A pirate walks into a bar with a ship’s wheel sticking out the fly of his trousers. The bartender says, “Do you know you have a ship’s wheel sticking out the front of your trousers?” And the pirate replies, “Aye, and it be drivin’ me nuts!”
War be th’ continuation 'o politics by other means.
Look, matey, I be knowin’ a in-Davy-Jones’-treasure-chest trusty parrot when I spy wit’ ye eye one, ‘n I be lookin’ at one right now.
Th’ unauthorized reproduction or distribution ‘o a copyrighted set-the-sails be illegal. Criminal copyright infrin’ement, includin’ infrin’ement without monetary gain, be investigated by th’ FBI 'n be punishable by fines 'n federal imprisonment.
On a sailing ship, the sailors would always be hauling on ropes to change the configuration of the sails.
‘Avast’ means stop hauling on the rope and hold it where it is.
‘Belay’ means tie the rope round a fixed object, usually a ‘belaying pin’, in the current position. It means ‘finish off the current task’ with that rope.
The terms simply became used in a metaphorical way to apply to other things as well.
I think the “Aargh” idea comes from Robert Newton hamming everyone else off the screen as Long John Silver in the 1950 movie of Treasure Island, which he repeated in other performances as pirates.
“aaaarrrrhhh” sounds to me like its “avast” yelled out.
Its just “stop” in otherwords … “stop because we want you to be think you might survive that way”.
::goes to reference library:: aka: ::Opens powder room door::
::Picks up When A Loose Cannon Flogs A Dead Horse There’s the Devil To Pay from the [del]shelf[/del] tank lid:: Avast: possibly from basta (Italian) / enough. OED cites the derivation as Old Dutch hound vast (to hold fast).
Tobias Smollett was among the first to use the word colloquially in his 1748 novel The Adventures of Roderick Random.
Landluber: From the Old English word londloper, meaning one who runs up & down the land, the word landloper* was originally applied to a vagabond.
*Yes, first one is spelled with an ‘o’ vs. an ‘a’
This article traces the “pirate accent” through Newton back to Stevenson–then back to history. Treasure Island begins in the West Country, home of many a British seaman, pirate or not. Newton came from Dorset, so he used that accent.
Some of the pirate vocabulary comes from British nautical terms & slang.
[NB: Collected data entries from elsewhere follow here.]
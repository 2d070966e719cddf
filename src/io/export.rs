//! Export measurements with their calculated columns to CSV.
//!
//! The layout matches the raw input plus `diam_m` and `diam_m^2`, so the file
//! can be reopened in a spreadsheet next to the original data.

use std::fs::File;
use std::io::Write;
use std::path::Path;

use crate::domain::{MeasurementSet, TransformedSet};
use crate::error::AppError;

/// Write raw measurements (`diameter,length`) to a CSV file.
pub fn write_measurements_csv(path: &Path, measurements: &MeasurementSet) -> Result<(), AppError> {
    let mut file = File::create(path)
        .map_err(|e| AppError::new(2, format!("Failed to create CSV '{}': {e}", path.display())))?;
    write_measurements(&mut file, measurements)
}

/// Write raw measurements (`diameter,length`) to any writer.
pub fn write_measurements<W: Write>(out: &mut W, measurements: &MeasurementSet) -> Result<(), AppError> {
    writeln!(out, "diameter,length")
        .map_err(|e| AppError::new(2, format!("Failed to write CSV header: {e}")))?;
    for m in measurements.iter() {
        writeln!(out, "{},{}", m.diameter_mm(), m.length_m())
            .map_err(|e| AppError::new(2, format!("Failed to write CSV row: {e}")))?;
    }
    Ok(())
}

/// Write transformed rows (`diameter,length,diam_m,diam_m^2`) to a CSV file.
pub fn write_transformed_csv(path: &Path, transformed: &TransformedSet) -> Result<(), AppError> {
    let mut file = File::create(path).map_err(|e| {
        AppError::new(2, format!("Failed to create export CSV '{}': {e}", path.display()))
    })?;

    writeln!(file, "diameter,length,diam_m,diam_m^2")
        .map_err(|e| AppError::new(2, format!("Failed to write export CSV header: {e}")))?;

    for p in &transformed.points {
        writeln!(
            file,
            "{},{},{},{}",
            p.diameter_mm, p.length_m, p.diam_m, p.diam_m_squared
        )
        .map_err(|e| AppError::new(2, format!("Failed to write export CSV row: {e}")))?;
    }

    Ok(())
}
Yep variations of the West Country accent used to cover a large area of England, covering the whole of the South West and South Central England and parts of the West Midlands and South East England. In fact the West Country accent used to extend as far east as only a few miles from the City of London. This covered some of the major historic ports of England such as Bristol, Southampton and Portsmouth as well as areas like Cornwall, Devon and the Isle of Wight which have strong seafaring traditions.